Like many people who enjoy the outdoors, I love spending time in some of the most popular walking areas of the UK.
There’s a reason why the masses flock to the Langdale Pikes in the Lake District, Malhamdale in the Yorkshire Dales and Castleton in the Peak District. They are beautiful places and well deserving of their popularity.
However, there are times when I want to escape to the hills for some peace and quiet. When day to day life gets a bit too crazy, nothing presses the pause button quite like a walk in green open space away from the crowds.
At the risk of making some of my favourite places a bit too busy, here are 5 areas where I’ve previously enjoyed a walk on the quieter side of life.
Disclaimer: all the locations visited were significantly quieter than more popular walking areas when I was there, but they could be much busier on different days or times of year.
The Lomond Hills, Fife, Scotland
Whenever friends talked about walking or mountain biking in Scotland, it was usually around the Glencoe, Fort William and Torridon areas. Spending a month in Fife this summer, I expected that most of the walking there would be relatively flat and around the coastal path (which incidentally is lovely), until the Lomond Hills were recommended to me.
Situated east of the M90/A91 and west of the A92 not far from Glenrothes, the Lomond Hills Regional Park is around 25 square miles of moorland, lochs and farmland with two main summit hills – West Lomond (522m) and East Lomond (424m).
We walked from Craigmead car park (above the village of Falkland) to the summit of West Lomond, the highest point in Fife. This path is clearly defined and can be a there and back walk.
Falkland village itself is stunning and has some great cafes, along with the historic Falkland Palace. However, it’s worth noting that we really struggled to find any maps or information in the village about walking in the Lomond Hills (we tried the library, tourist information point and the post office).
Check out the Fife Coast and Countryside Trust website before you go as this gives more information and a downloadable PDF map.
The Quantock Hills, Somerset
The Quantock Hills span an area of just 12 miles by 4 and were designated an Area of Outstanding Natural Beauty in 1956.
The scenery here is stunning with steep wooded valleys (combes), open moorland and cultivated farmland. When you’re out walking in the Quantocks, it’s highly likely you’ll come across wild ponies and red deer.
Add in some history – the poet Samuel Taylor Coleridge’s home (in Nether Stowey village), an old hill top fort, and landmarks such as Dead Woman’s Ditch and Walford’s Gibbet (linked to a gruesome 18th century tale), and you’ll see that there’s plenty to keep your interest.
I walked from Nether Stowey (a lovely village with a couple of pubs and a cafe/shop/post office) and encountered only a couple of people out on the hills.
Incidentally, a vast majority of the rights of way in this area are bridleways so it’s also a great area to go mountain biking.
More information on the area can be found on the Quantock Hills website or if you buy and keep old copies of TGO Magazine, check out the November 2015 edition for my Wild Walks article on the Quantocks.

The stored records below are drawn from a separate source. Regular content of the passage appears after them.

//! Write cursors and the per-level strategies composing them.

use crate::error::{DomError, DomResult};
use crate::types::{NormalizedNode, PathArgument};

/// Positional writer over a data tree.
///
/// The cursor starts at some node; `enter`/`exit` move it up and down, and
/// modifications address direct children of the current node.
pub trait WriteCursor: Send {
    /// Descend into `child`. The child does not need to exist.
    fn enter(&mut self, child: &PathArgument) -> DomResult<()>;

    /// Descend along `path`.
    fn enter_path(&mut self, path: &[PathArgument]) -> DomResult<()> {
        path.iter().try_for_each(|argument| self.enter(argument))
    }

    /// Return to the parent of the current node.
    fn exit(&mut self) -> DomResult<()>;

    /// Return `depth` levels up.
    fn exit_n(&mut self, depth: usize) -> DomResult<()> {
        (0..depth).try_for_each(|_| self.exit())
    }

    /// Remove `child` of the current node.
    fn delete(&mut self, child: &PathArgument) -> DomResult<()>;

    /// Merge `data` into `child` of the current node.
    fn merge(&mut self, child: &PathArgument, data: NormalizedNode) -> DomResult<()>;

    /// Replace `child` of the current node with `data`.
    fn write(&mut self, child: &PathArgument, data: NormalizedNode) -> DomResult<()>;

    /// Replace the current node with an empty container.
    fn clear(&mut self) -> DomResult<()>;

    /// Finish using the cursor.
    fn close(&mut self) -> DomResult<()>;
}

/// Behavior of a composed cursor at one level of the tree.
///
/// `local` is the cursor of the shard doing the composition; strategies for
/// levels owned by another shard ignore it except when leaving that shard.
pub trait WriteCursorStrategy: Send {
    /// Descend into `child`, returning the strategy for that level.
    fn enter(&self, local: &mut dyn WriteCursor, child: &PathArgument) -> DomResult<Box<dyn WriteCursorStrategy>>;

    /// Remove `child`.
    fn delete(&self, local: &mut dyn WriteCursor, child: &PathArgument) -> DomResult<()>;

    /// Merge `data` into `child`.
    fn merge(&self, local: &mut dyn WriteCursor, child: &PathArgument, data: NormalizedNode) -> DomResult<()>;

    /// Replace `child` with `data`.
    fn write(&self, local: &mut dyn WriteCursor, child: &PathArgument, data: NormalizedNode) -> DomResult<()>;

    /// Merge the children of container `data` into the current node.
    fn merge_to_current(&self, local: &mut dyn WriteCursor, data: NormalizedNode) -> DomResult<()>;

    /// Replace the current node's children with those of container `data`.
    fn write_to_current(&self, local: &mut dyn WriteCursor, data: NormalizedNode) -> DomResult<()>;

    /// Empty the current node.
    fn clear(&self, local: &mut dyn WriteCursor) -> DomResult<()>;

    /// Leave the level this strategy was created for.
    fn exit(&self, local: &mut dyn WriteCursor) -> DomResult<()>;
}

/// Children of a container, in identifier order.
pub(crate) fn container_children(data: NormalizedNode) -> DomResult<Vec<NormalizedNode>> {
    match data {
        NormalizedNode::Container { children, .. } => Ok(children.into_values().collect()),
        NormalizedNode::Leaf { identifier, .. } => Err(DomError::IllegalArgument(format!(
            "{} is not a container",
            identifier
        ))),
    }
}

/// Levels without shard boundaries below them: everything goes to the local
/// cursor.
#[derive(Debug, Default, Clone, Copy)]
pub struct DelegatingStrategy;

impl WriteCursorStrategy for DelegatingStrategy {
    fn enter(&self, local: &mut dyn WriteCursor, child: &PathArgument) -> DomResult<Box<dyn WriteCursorStrategy>> {
        local.enter(child)?;
        Ok(Box::new(DelegatingStrategy))
    }

    fn delete(&self, local: &mut dyn WriteCursor, child: &PathArgument) -> DomResult<()> {
        local.delete(child)
    }

    fn merge(&self, local: &mut dyn WriteCursor, child: &PathArgument, data: NormalizedNode) -> DomResult<()> {
        local.merge(child, data)
    }

    fn write(&self, local: &mut dyn WriteCursor, child: &PathArgument, data: NormalizedNode) -> DomResult<()> {
        local.write(child, data)
    }

    fn merge_to_current(&self, local: &mut dyn WriteCursor, data: NormalizedNode) -> DomResult<()> {
        for child in container_children(data)? {
            let identifier = child.identifier().clone();
            local.merge(&identifier, child)?;
        }
        Ok(())
    }

    fn write_to_current(&self, local: &mut dyn WriteCursor, data: NormalizedNode) -> DomResult<()> {
        let children = container_children(data)?;
        local.clear()?;
        for child in children {
            let identifier = child.identifier().clone();
            local.write(&identifier, child)?;
        }
        Ok(())
    }

    fn clear(&self, local: &mut dyn WriteCursor) -> DomResult<()> {
        local.clear()
    }

    fn exit(&self, local: &mut dyn WriteCursor) -> DomResult<()> {
        local.exit()
    }
}

#[cfg(test)]
mod tests {
    use super::*;
    use crate::shard::test_support::RecordingCursor;

    #[test]
    fn test_enter_path_and_exit_n() {
        let (mut cursor, log) = RecordingCursor::new("local");
        let path = vec![PathArgument::node("a"), PathArgument::node("b")];
        cursor.enter_path(&path).unwrap();
        cursor.write(&PathArgument::node("c"), NormalizedNode::leaf(PathArgument::node("c"), 1)).unwrap();
        cursor.exit_n(2).unwrap();
        assert!(cursor.exit().is_err());
        assert_eq!(*log.lock(), vec!["local write /a/b/c"]);
    }

    #[test]
    fn test_delegating_write_to_current_clears_first() {
        let (mut cursor, log) = RecordingCursor::new("local");
        cursor.enter(&PathArgument::node("top")).unwrap();
        let data = NormalizedNode::container(
            PathArgument::node("top"),
            vec![
                NormalizedNode::leaf(PathArgument::node("x"), 1),
                NormalizedNode::leaf(PathArgument::node("y"), 2),
            ],
        );
        DelegatingStrategy.write_to_current(&mut cursor, data).unwrap();
        assert_eq!(
            *log.lock(),
            vec!["local clear /top", "local write /top/x", "local write /top/y"]
        );
    }

    #[test]
    fn test_container_children_rejects_leaf() {
        let leaf = NormalizedNode::leaf(PathArgument::node("x"), 1);
        assert!(matches!(container_children(leaf), Err(DomError::IllegalArgument(_))));
    }
}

The Newlands Valley, Lake District
Located on the west side of Cat Bells, I was surprised at how peaceful the Newlands Valley was in comparison to the very popular areas around it (Derwent Water, A66 and Keswick).
We did a circular walk from the Newlands Valley up to the summit of Cat Bells (451m) and onto High Spy (653m) before dropping back down into the Newlands Valley.
The walk up to the summit of Cat Bells was pretty popular (as expected), but it quietened off the further we went.
The scenery coming back into the Newlands Valley from High Spy was absolutely stunning and when we came across the Pots of Tea sign….well, my day was made!
My next plan is to head further west (Robsinson, Hindscarth and Buttermere) as I’ve been told those are fabulous places to visit.
More information on the Newlands Valley can be found on the Visit Cumbria website.
Alport Castles, Peak District (Derbyshire)
Living on the edge of the Peak District, I’ve visited the Ladybower/Derwent reservoir area on numerous occasions (parking at Fairholmes car park for an easy to follow road/track around the reservoirs) and always thought of it as a hugely popular tourist destination.
I do actually love being around the reservoirs, especially on a sunny winters day when I want an easy bike ride to see me through until spring arrives. However, before setting off I generally have to steel myself for spending the day surrounded by lots of people.
The day I headed for a walk up onto the hills above the west side of the reservoir, I realised that it is possible to get away from the crowds in this area of the Peak District.
We did a circular walk from the shores of Derwent reservoir up onto Hagg Side before turning to cross the moors towards Alport Castles (a half mile long landslip, so named due to the debris which has produced several mounds which appear from the distance to look like castles). Dropping down from Alport Castles towards the A57 Snake Pass, the route then took us back up to Hagg Side and returned to Derwent reservoir.
The section of the walk near Derwent reservoir and Hagg Side was relatively popular, but walking over towards and back from Alport Castles was much quieter. I was surprised at how different the views were from the moors here and will definitely spend more time in this area of the Peak District.
The Peak District National Park website has some information about Fairholmes. The relevant map for the area is OS Map OL1 (Dark Peak)
On your doorstep…
Many of us concentrate on the high fells in the national parks around the UK and forget about the walking which can be done right on our doorstep.
If you live in a town/city, check out the parks and canals in your area. I recently saw pictures of someone walking on the canal towpath in Dewsbury and it looked to be a real escape from the world – not something I would normally associate with Dewsbury.
I’m a big fan of finding ways to release the adventurous spirit within us by changing our thinking about doorstep adventures:
- It might be as simple as camping out in your garden during winter.
- It might be checking out the closest hills to your home or work.
- It might be doing a night walk on a clear starry night with a full moon shining.
- It might be putting some powerful lights on your mountain bike so you can carry on riding outdoors during winter.
I’m noticing a dark night theme here – probably because we’re approaching winter as I write this post 😉
Often, these places or styles of adventure are where you can find a slice of peace and quiet in a more built up area. The main thing to remember is to pack your enthusiasm, sense of fun and curiosity. In my mind, that’s the way to find new enjoyment from our doorstep adventures.
I count myself very lucky to have lots of accessible countryside on my own doorstep, so here’s a shameless plug to finish this post. If you fancy checking out some walking in West Yorkshire, take a look at my book “Walking in the Upper Dearne Valley”
The Upper Dearne Valley is an area which is south of Huddersfield, west of Barnsley and east of Holmfirth. The countryside here consists of gentle hills, stunning views and verdant woodland. Once out of the villages, I encountered very few other walkers while researching the 8 walks covered in the book – yet the paths in this area are well defined.
If you’d like any more information about the general area, please get in touch.
Purchases can be made online via:
J R Nicholls (Denby Dale bookshop, West Yorkshire)
So, based on my own personal experience, you now have 5 ideas of places to go walking away from the crowds.
As with any list of this type, readers will have their own favourites – places I’ve not visited yet or maybe not even heard of.